Babiuk knew the instrument immediately. There were only a few lost Beatles guitars unaccounted for, he said. They can be counted on one hand: the sonic blue Fender Stratocaster Lennon used on "Ticket To Ride," the Gretsch Country Gentleman that Harrison played on Ed Sullivan — and the "Help!" Framus Hootenanny.

"Historically it’s a super-important guitar," Babiuk said.

Babiuk said he confirmed the guitar was legitimate by studying old Beatles photos and matching the case as well as the grain of the wood.

"No two pieces of wood are the same. This is a really forensic way of doing it," he said.

Despite the exciting find, there were issues. The frets had corroded, and the neck joint had loosened so much that the guitar could not be played safely, according to the auction house. In order to sell the guitar, Julien's would need to get it repaired, an expert advised.
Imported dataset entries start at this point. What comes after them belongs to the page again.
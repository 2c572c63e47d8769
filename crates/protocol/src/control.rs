//! Control-Protokoll (TCP)
//!
//! Definiert alle Ereignisse die ueber die TCP-Verbindung zwischen Client
//! und Server ausgetauscht werden.
//!
//! ## Design
//! - Umschlag mit `request_id: u32` fuer die Zuordnung von Fehlerantworten
//! - Vom Server gepushte Ereignisse tragen `request_id = 0`
//! - Tagged Enums (`"type"`-Feld) fuer typsichere Ereignisarten, damit
//!   neue Arten am Dispatch-Punkt nicht stillschweigend ignoriert werden
//! - Schluesselmaterial (`dh_key`, `rsa_key`) ist Base64 und fuer den
//!   Server undurchsichtig

use chrono::{DateTime, Utc};
use parley_core::types::{ConversationId, FriendRequestId, UserId};
use serde::{Deserialize, Serialize};

// ---------------------------------------------------------------------------
// Fehler-Codes
// ---------------------------------------------------------------------------

/// Standardisierte Fehler-Codes fuer Error-Antworten
#[derive(Debug, Clone, Copy, PartialEq, Eq, Serialize, Deserialize)]
#[serde(rename_all = "SCREAMING_SNAKE_CASE")]
pub enum ErrorCode {
    InternalError,
    InvalidRequest,
    /// Credential fehlt oder ungueltig – Verbindung wird getrennt
    Unauthorized,
    NotFound,
    /// Akteur ist kein Teilnehmer der Konversation
    Forbidden,
    /// Anfrage bereits beantwortet
    Conflict,
}

/// Standardisierte Fehler-Antwort
#[derive(Debug, Clone, Serialize, Deserialize)]
pub struct ErrorResponse {
    pub code: ErrorCode,
    pub message: String,
}

// ---------------------------------------------------------------------------
// Client -> Server
// ---------------------------------------------------------------------------

/// Erstes Frame jeder Verbindung
#[derive(Debug, Clone, Serialize, Deserialize)]
pub struct AuthenticateRequest {
    /// Bearer-Token des Benutzers
    pub token: String,
}

/// Nachricht in eine Konversation senden
#[derive(Debug, Clone, Serialize, Deserialize)]
pub struct MessageRequest {
    pub conversation_id: ConversationId,
    /// Bereits verschluesselter Inhalt (fuer den Server undurchsichtig)
    pub content: String,
}

/// Volle Zustellung fuer eine Konversation aktivieren
#[derive(Debug, Clone, Serialize, Deserialize)]
pub struct JoinConversationRequest {
    pub conversation_id: ConversationId,
}

/// Schluessel-Anfrage eines Mitglieds
#[derive(Debug, Clone, Serialize, Deserialize)]
pub struct KeyRequest {
    pub conversation_id: ConversationId,
    /// Oeffentlicher DH-Wert des Anfragenden (Base64)
    pub dh_key: String,
}

/// Herkunft des transportierten Schluessels
#[derive(Debug, Clone, Copy, PartialEq, Eq, Serialize, Deserialize)]
#[serde(rename_all = "snake_case")]
pub enum KeyFlag {
    /// Der Admin hielt den Schluessel bereits
    Existing,
    /// Der Admin musste den Schluessel bei der Anfrage erst erzeugen
    Generated,
}

/// Schluessel-Antwort des Admins
///
/// Wird vom Server unveraendert an `user_id` weitergeleitet.
#[derive(Debug, Clone, PartialEq, Eq, Serialize, Deserialize)]
pub struct KeyResponse {
    pub conversation_id: ConversationId,
    /// Empfaenger (der urspruengliche Anfragende)
    pub user_id: UserId,
    /// Oeffentlicher DH-Wert des Admins (Base64)
    pub dh_key: String,
    /// Mit dem DH-Geheimnis verschluesselter Konversations-Schluessel (Base64)
    pub rsa_key: String,
    pub flag: KeyFlag,
}

/// Freundschaftsanfrage senden
#[derive(Debug, Clone, Serialize, Deserialize)]
pub struct InviteFriendRequest {
    pub friend_id: UserId,
}

/// Freundschaftsanfrage beantworten
#[derive(Debug, Clone, Serialize, Deserialize)]
pub struct FriendResponseRequest {
    pub id: FriendRequestId,
    pub response: bool,
}

/// Gruppen-Konversation anlegen
#[derive(Debug, Clone, Serialize, Deserialize)]
pub struct CreateGroupRequest {
    pub title: String,
    pub admin_id: UserId,
    pub users_ids: Vec<UserId>,
}

/// Alle Ereignisse vom Client an den Server
#[derive(Debug, Clone, Serialize, Deserialize)]
#[serde(tag = "type", rename_all = "snake_case")]
pub enum ClientEvent {
    Authenticate(AuthenticateRequest),
    Message(MessageRequest),
    JoinConversation(JoinConversationRequest),
    KeyRequest(KeyRequest),
    KeyResponse(KeyResponse),
    InviteFriend(InviteFriendRequest),
    ResponseFriendReq(FriendResponseRequest),
    CreateGroup(CreateGroupRequest),
    Ping(PingMessage),
    Pong(PongMessage),
}

// ---------------------------------------------------------------------------
// Server -> Client
// ---------------------------------------------------------------------------

/// Bestaetigung der Authentifizierung
#[derive(Debug, Clone, Serialize, Deserialize)]
pub struct AuthenticatedInfo {
    pub user_id: UserId,
    pub username: String,
}

/// Verfasser einer zugestellten Nachricht
#[derive(Debug, Clone, PartialEq, Eq, Serialize, Deserialize)]
pub struct AuthorInfo {
    pub id: UserId,
    pub username: String,
}

/// Volle Zustellung einer Nachricht (Mitglied hoert zu)
#[derive(Debug, Clone, Serialize, Deserialize)]
pub struct NewMessage {
    pub conversation_id: ConversationId,
    pub author: AuthorInfo,
    pub timestamp: DateTime<Utc>,
    pub content: String,
}

/// Leichtgewichtige Benachrichtigung ohne Inhalt
#[derive(Debug, Clone, Serialize, Deserialize)]
pub struct NewNotification {
    pub conversation_id: ConversationId,
}

/// An den Admin weitergeleitete Schluessel-Anfrage
#[derive(Debug, Clone, Serialize, Deserialize)]
pub struct KeyRequestNotify {
    pub conversation_id: ConversationId,
    pub dh_key: String,
    /// Der anfragende Benutzer
    pub user_id: UserId,
}

/// Eingegangene Freundschaftsanfrage
#[derive(Debug, Clone, Serialize, Deserialize)]
pub struct FriendRequestNotify {
    /// Name des Absenders
    pub sender: String,
    pub request_id: FriendRequestId,
    pub timestamp: DateTime<Utc>,
}

/// Antwort auf eine eigene Freundschaftsanfrage
#[derive(Debug, Clone, Serialize, Deserialize)]
pub struct FriendResponseNotify {
    /// Name des Antwortenden
    pub sender: String,
    pub response: bool,
    /// Neue Direkt-Konversation (nur bei Annahme)
    #[serde(default, skip_serializing_if = "Option::is_none")]
    pub conversation_id: Option<ConversationId>,
}

/// Eine neue Konversation, deren Admin der Empfaenger ist
#[derive(Debug, Clone, Serialize, Deserialize)]
pub struct NewConversation {
    pub conversation_id: ConversationId,
}

/// Hinweis an ein neues Gruppenmitglied
#[derive(Debug, Clone, Serialize, Deserialize)]
pub struct CreateGroupNotify {
    pub title: String,
    /// Name des Admins
    pub admin: String,
    pub conversation_id: ConversationId,
}

/// Alle Ereignisse vom Server an den Client
#[derive(Debug, Clone, Serialize, Deserialize)]
#[serde(tag = "type", rename_all = "snake_case")]
pub enum ServerEvent {
    Authenticated(AuthenticatedInfo),
    NewMessage(NewMessage),
    NewNotification(NewNotification),
    KeyRequest(KeyRequestNotify),
    KeyResponse(KeyResponse),
    FriendRequest(FriendRequestNotify),
    #[serde(rename = "response_f_request")]
    ResponseFRequest(FriendResponseNotify),
    NewConversation(NewConversation),
    CreateGroupNotify(CreateGroupNotify),
    Error(ErrorResponse),
    Ping(PingMessage),
    Pong(PongMessage),
}

// ---------------------------------------------------------------------------
// Keepalive
// ---------------------------------------------------------------------------

/// Ping (Client -> Server oder Server -> Client)
#[derive(Debug, Clone, Serialize, Deserialize)]
pub struct PingMessage {
    /// Unix-Timestamp in Millisekunden fuer RTT-Messung
    pub timestamp_ms: u64,
}

/// Pong-Antwort (spiegelt Timestamp zurueck)
#[derive(Debug, Clone, Serialize, Deserialize)]
pub struct PongMessage {
    pub echo_timestamp_ms: u64,
    pub timestamp_ms: u64,
}

/// Aktueller Unix-Timestamp in Millisekunden
pub fn jetzt_ms() -> u64 {
    std::time::SystemTime::now()
        .duration_since(std::time::UNIX_EPOCH)
        .unwrap_or_default()
        .as_millis() as u64
}

// ---------------------------------------------------------------------------
// Umschlaege
// ---------------------------------------------------------------------------

/// Frame vom Client an den Server
#[derive(Debug, Clone, Serialize, Deserialize)]
pub struct ClientMessage {
    /// Vom Client vergebene ID, wird in Fehlerantworten gespiegelt
    pub request_id: u32,
    pub event: ClientEvent,
}

impl ClientMessage {
    pub fn new(request_id: u32, event: ClientEvent) -> Self {
        Self { request_id, event }
    }

    /// Erstellt eine Pong-Antwort auf einen Server-Ping
    pub fn pong(request_id: u32, echo_timestamp_ms: u64) -> Self {
        Self::new(
            request_id,
            ClientEvent::Pong(PongMessage {
                echo_timestamp_ms,
                timestamp_ms: jetzt_ms(),
            }),
        )
    }

    pub fn to_json(&self) -> serde_json::Result<String> {
        serde_json::to_string(self)
    }

    pub fn from_json(json: &str) -> serde_json::Result<Self> {
        serde_json::from_str(json)
    }
}

/// Frame vom Server an den Client
#[derive(Debug, Clone, Serialize, Deserialize)]
pub struct ServerMessage {
    /// Gespiegelte Request-ID oder 0 fuer gepushte Ereignisse
    pub request_id: u32,
    pub event: ServerEvent,
}

impl ServerMessage {
    pub fn new(request_id: u32, event: ServerEvent) -> Self {
        Self { request_id, event }
    }

    /// Vom Server initiiertes Ereignis (ohne Request-Bezug)
    pub fn push(event: ServerEvent) -> Self {
        Self::new(0, event)
    }

    /// Erstellt eine Fehler-Antwort
    pub fn error(request_id: u32, code: ErrorCode, message: impl Into<String>) -> Self {
        Self::new(
            request_id,
            ServerEvent::Error(ErrorResponse {
                code,
                message: message.into(),
            }),
        )
    }

    /// Erstellt eine Ping-Nachricht
    pub fn ping(request_id: u32) -> Self {
        Self::new(
            request_id,
            ServerEvent::Ping(PingMessage {
                timestamp_ms: jetzt_ms(),
            }),
        )
    }

    /// Erstellt eine Pong-Antwort
    pub fn pong(request_id: u32, echo_timestamp_ms: u64) -> Self {
        Self::new(
            request_id,
            ServerEvent::Pong(PongMessage {
                echo_timestamp_ms,
                timestamp_ms: jetzt_ms(),
            }),
        )
    }

    pub fn to_json(&self) -> serde_json::Result<String> {
        serde_json::to_string(self)
    }

    pub fn from_json(json: &str) -> serde_json::Result<Self> {
        serde_json::from_str(json)
    }
}

// ---------------------------------------------------------------------------
// Tests
// ---------------------------------------------------------------------------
Of all the work Schuermann did on the guitar — including steam and heat treatment of the bridge and adding a removable shim for stability — the neck reset was the biggest undertaking.

He put on the album "Help!" and said a little prayer to Lennon's ghost. Then he removed the neck and everything went right. He adjusted the angle and reset it, then restrung the guitar. Everything went according to plan.

"The neck pull, as it’s called, came out completely flawless. There was no damage to any finish, which is kind of like hitting a home run when you need to hit a home run. You get one shot at it," he said.

The biggest relief was when Schuermann played the first chords on the repaired Hootenanny and it played not just right, he said, but perfectly. To his ears, it sounded just like it did in the sessions with Lennon and Harrison.

The work was done and Schuermann could relax.

He played the guitar, songs by the Beatles like "Norwegian Wood (This Bird Has Flown)" and "You've Got to Hide Your Love Away." That's when the enormity of the process hit him.

He had worked on other expensive guitars in the past. Probably the most famous was for the family of Robbie Robertson of The Band: the double-neck Gibson on which he played "The Weight." That guitar must have been worth about $1 million, Schuermann estimated.

But Lennon's guitar was "levels" above that.

"It could be argued that it's more historically significant than the other Lennon guitar we sold for $2.4 million in 2015," said Darren Julien, a founder of Julien's Auction House.

The auction will take place May 29 and 30.

"It’s a little dizzying," Schuermann said. "I'm proud of how clean the guitar was and in immaculate condition and left my shop in even better shape.